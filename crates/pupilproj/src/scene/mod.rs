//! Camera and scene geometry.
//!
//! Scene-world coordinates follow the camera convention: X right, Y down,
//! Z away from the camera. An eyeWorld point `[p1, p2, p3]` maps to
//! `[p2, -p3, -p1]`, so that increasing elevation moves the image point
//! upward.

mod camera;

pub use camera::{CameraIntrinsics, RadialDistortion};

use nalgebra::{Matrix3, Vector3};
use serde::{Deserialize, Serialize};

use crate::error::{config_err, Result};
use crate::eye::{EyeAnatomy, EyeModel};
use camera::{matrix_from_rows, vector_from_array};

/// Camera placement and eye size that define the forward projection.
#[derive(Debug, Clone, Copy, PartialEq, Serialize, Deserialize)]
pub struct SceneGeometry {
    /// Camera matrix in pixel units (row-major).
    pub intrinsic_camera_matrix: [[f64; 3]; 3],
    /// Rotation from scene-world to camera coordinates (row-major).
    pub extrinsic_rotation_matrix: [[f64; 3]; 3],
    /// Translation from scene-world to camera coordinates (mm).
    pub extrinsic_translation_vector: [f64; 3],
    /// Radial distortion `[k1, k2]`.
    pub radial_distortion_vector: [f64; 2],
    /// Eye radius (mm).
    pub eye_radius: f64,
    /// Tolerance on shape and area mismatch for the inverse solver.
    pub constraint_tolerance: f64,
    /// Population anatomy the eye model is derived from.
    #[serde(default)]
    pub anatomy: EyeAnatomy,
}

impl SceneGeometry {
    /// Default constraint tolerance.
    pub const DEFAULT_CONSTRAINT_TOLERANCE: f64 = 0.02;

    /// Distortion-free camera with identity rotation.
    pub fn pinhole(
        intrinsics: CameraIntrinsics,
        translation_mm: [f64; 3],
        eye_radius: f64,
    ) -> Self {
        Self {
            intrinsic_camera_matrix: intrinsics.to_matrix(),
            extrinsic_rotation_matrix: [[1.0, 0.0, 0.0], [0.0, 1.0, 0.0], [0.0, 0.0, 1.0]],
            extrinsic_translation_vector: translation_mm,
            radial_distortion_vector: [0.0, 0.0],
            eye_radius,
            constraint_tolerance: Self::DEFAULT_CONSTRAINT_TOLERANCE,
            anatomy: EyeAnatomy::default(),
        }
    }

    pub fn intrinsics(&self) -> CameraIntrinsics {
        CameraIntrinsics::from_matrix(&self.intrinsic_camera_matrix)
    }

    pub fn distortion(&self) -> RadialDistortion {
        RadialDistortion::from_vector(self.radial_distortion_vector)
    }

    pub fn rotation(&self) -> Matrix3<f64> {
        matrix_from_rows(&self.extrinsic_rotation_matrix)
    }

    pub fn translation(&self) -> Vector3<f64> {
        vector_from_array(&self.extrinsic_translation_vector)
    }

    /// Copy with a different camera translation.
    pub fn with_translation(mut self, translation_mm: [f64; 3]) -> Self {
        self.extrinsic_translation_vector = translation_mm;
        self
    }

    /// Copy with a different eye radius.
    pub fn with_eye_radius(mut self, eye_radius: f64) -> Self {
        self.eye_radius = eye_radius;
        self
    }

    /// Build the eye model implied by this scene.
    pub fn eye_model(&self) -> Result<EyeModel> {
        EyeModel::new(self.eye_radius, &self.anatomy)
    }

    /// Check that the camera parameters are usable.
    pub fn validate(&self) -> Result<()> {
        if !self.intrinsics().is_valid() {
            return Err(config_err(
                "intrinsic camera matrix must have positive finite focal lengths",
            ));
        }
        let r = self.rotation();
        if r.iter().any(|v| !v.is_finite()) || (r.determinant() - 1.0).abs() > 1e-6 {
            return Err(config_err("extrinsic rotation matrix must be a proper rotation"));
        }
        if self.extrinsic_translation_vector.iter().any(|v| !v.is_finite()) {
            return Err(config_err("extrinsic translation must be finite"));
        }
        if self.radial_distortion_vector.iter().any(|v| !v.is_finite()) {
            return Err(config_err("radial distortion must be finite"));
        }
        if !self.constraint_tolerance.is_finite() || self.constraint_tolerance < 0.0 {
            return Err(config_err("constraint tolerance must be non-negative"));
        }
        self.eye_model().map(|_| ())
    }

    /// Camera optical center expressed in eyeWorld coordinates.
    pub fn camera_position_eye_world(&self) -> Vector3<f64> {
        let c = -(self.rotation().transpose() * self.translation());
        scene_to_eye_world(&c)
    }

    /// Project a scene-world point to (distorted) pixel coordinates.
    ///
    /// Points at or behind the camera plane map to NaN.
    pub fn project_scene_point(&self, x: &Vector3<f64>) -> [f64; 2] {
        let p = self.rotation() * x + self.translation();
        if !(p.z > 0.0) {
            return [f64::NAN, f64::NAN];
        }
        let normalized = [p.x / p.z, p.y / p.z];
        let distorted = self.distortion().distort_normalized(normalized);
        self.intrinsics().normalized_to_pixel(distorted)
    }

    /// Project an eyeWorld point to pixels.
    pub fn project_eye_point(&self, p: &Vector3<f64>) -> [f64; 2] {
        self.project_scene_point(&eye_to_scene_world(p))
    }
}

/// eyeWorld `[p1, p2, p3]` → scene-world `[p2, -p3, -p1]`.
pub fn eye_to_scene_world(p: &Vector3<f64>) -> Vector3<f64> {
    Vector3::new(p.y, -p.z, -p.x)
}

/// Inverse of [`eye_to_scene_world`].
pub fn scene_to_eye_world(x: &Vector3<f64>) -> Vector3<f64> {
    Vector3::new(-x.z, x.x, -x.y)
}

+ + + +

(Aim of the task):
Could the entire listing be reproduced without any alteration?

(Answer section):
filename crates/pupilproj/src/scene/mod.rs
//! Camera and scene geometry.
//!
//! Scene-world coordinates follow the camera convention: X right, Y down,
//! Z away from the camera. An eyeWorld point `[p1, p2, p3]` maps to
//! `[p2, -p3, -p1]`, so that increasing elevation moves the image point
//! upward.

mod camera;

pub use camera::{CameraIntrinsics, RadialDistortion};

use nalgebra::{Matrix3, Vector3};
use serde::{Deserialize, Serialize};

use crate::error::{config_err, Result};
use crate::eye::{EyeAnatomy, EyeModel};
use camera::{matrix_from_rows, vector_from_array};

/// Camera placement and eye size that define the forward projection.
#[derive(Debug, Clone, Copy, PartialEq, Serialize, Deserialize)]
pub struct SceneGeometry {
    /// Camera matrix in pixel units (row-major).
    pub intrinsic_camera_matrix: [[f64; 3]; 3],
    /// Rotation from scene-world to camera coordinates (row-major).
    pub extrinsic_rotation_matrix: [[f64; 3]; 3],
    /// Translation from scene-world to camera coordinates (mm).
    pub extrinsic_translation_vector: [f64; 3],
    /// Radial distortion `[k1, k2]`.
    pub radial_distortion_vector: [f64; 2],
    /// Eye radius (mm).
    pub eye_radius: f64,
    /// Tolerance on shape and area mismatch for the inverse solver.
    pub constraint_tolerance: f64,
    /// Population anatomy the eye model is derived from.
    #[serde(default)]
    pub anatomy: EyeAnatomy,
}

impl SceneGeometry {
    /// Default constraint tolerance.
    pub const DEFAULT_CONSTRAINT_TOLERANCE: f64 = 0.02;

    /// Distortion-free camera with identity rotation.
    pub fn pinhole(
        intrinsics: CameraIntrinsics,
        translation_mm: [f64; 3],
        eye_radius: f64,
    ) -> Self {
        Self {
            intrinsic_camera_matrix: intrinsics.to_matrix(),
            extrinsic_rotation_matrix: [[1.0, 0.0, 0.0], [0.0, 1.0, 0.0], [0.0, 0.0, 1.0]],
            extrinsic_translation_vector: translation_mm,
            radial_distortion_vector: [0.0, 0.0],
            eye_radius,
            constraint_tolerance: Self::DEFAULT_CONSTRAINT_TOLERANCE,
            anatomy: EyeAnatomy::default(),
        }
    }

    pub fn intrinsics(&self) -> CameraIntrinsics {
        CameraIntrinsics::from_matrix(&self.intrinsic_camera_matrix)
    }

    pub fn distortion(&self) -> RadialDistortion {
        RadialDistortion::from_vector(self.radial_distortion_vector)
    }

    pub fn rotation(&self) -> Matrix3<f64> {
        matrix_from_rows(&self.extrinsic_rotation_matrix)
    }

    pub fn translation(&self) -> Vector3<f64> {
        vector_from_array(&self.extrinsic_translation_vector)
    }

    /// Copy with a different camera translation.
    pub fn with_translation(mut self, translation_mm: [f64; 3]) -> Self {
        self.extrinsic_translation_vector = translation_mm;
        self
    }

    /// Copy with a different eye radius.
    pub fn with_eye_radius(mut self, eye_radius: f64) -> Self {
        self.eye_radius = eye_radius;
        self
    }

    /// Build the eye model implied by this scene.
    pub fn eye_model(&self) -> Result<EyeModel> {
        EyeModel::new(self.eye_radius, &self.anatomy)
    }

    /// Check that the camera parameters are usable.
    pub fn validate(&self) -> Result<()> {
        if !self.intrinsics().is_valid() {
            return Err(config_err(
                "intrinsic camera matrix must have positive finite focal lengths",
            ));
        }
        let r = self.rotation();
        if r.iter().any(|v| !v.is_finite()) || (r.determinant() - 1.0).abs() > 1e-6 {
            return Err(config_err("extrinsic rotation matrix must be a proper rotation"));
        }
        if self.extrinsic_translation_vector.iter().any(|v| !v.is_finite()) {
            return Err(config_err("extrinsic translation must be finite"));
        }
        if self.radial_distortion_vector.iter().any(|v| !v.is_finite()) {
            return Err(config_err("radial distortion must be finite"));
        }
        if !self.constraint_tolerance.is_finite() || self.constraint_tolerance < 0.0 {
            return Err(config_err("constraint tolerance must be non-negative"));
        }
        self.eye_model().map(|_| ())
    }

    /// Camera optical center expressed in eyeWorld coordinates.
    pub fn camera_position_eye_world(&self) -> Vector3<f64> {
        let c = -(self.rotation().transpose() * self.translation());
        scene_to_eye_world(&c)
    }

    /// Project a scene-world point to (distorted) pixel coordinates.
    ///
    /// Points at or behind the camera plane map to NaN.
    pub fn project_scene_point(&self, x: &Vector3<f64>) -> [f64; 2] {
        let p = self.rotation() * x + self.translation();
        if !(p.z > 0.0) {
            return [f64::NAN, f64::NAN];
        }
        let normalized = [p.x / p.z, p.y / p.z];
        let distorted = self.distortion().distort_normalized(normalized);
        self.intrinsics().normalized_to_pixel(distorted)
    }

    /// Project an eyeWorld point to pixels.
    pub fn project_eye_point(&self, p: &Vector3<f64>) -> [f64; 2] {
        self.project_scene_point(&eye_to_scene_world(p))
    }
}

/// eyeWorld `[p1, p2, p3]` → scene-world `[p2, -p3, -p1]`.
pub fn eye_to_scene_world(p: &Vector3<f64>) -> Vector3<f64> {
    Vector3::new(p.y, -p.z, -p.x)
}

/// Inverse of [`eye_to_scene_world`].
pub fn scene_to_eye_world(x: &Vector3<f64>) -> Vector3<f64> {
    Vector3::new(-x.z, x.x, -x.y)
}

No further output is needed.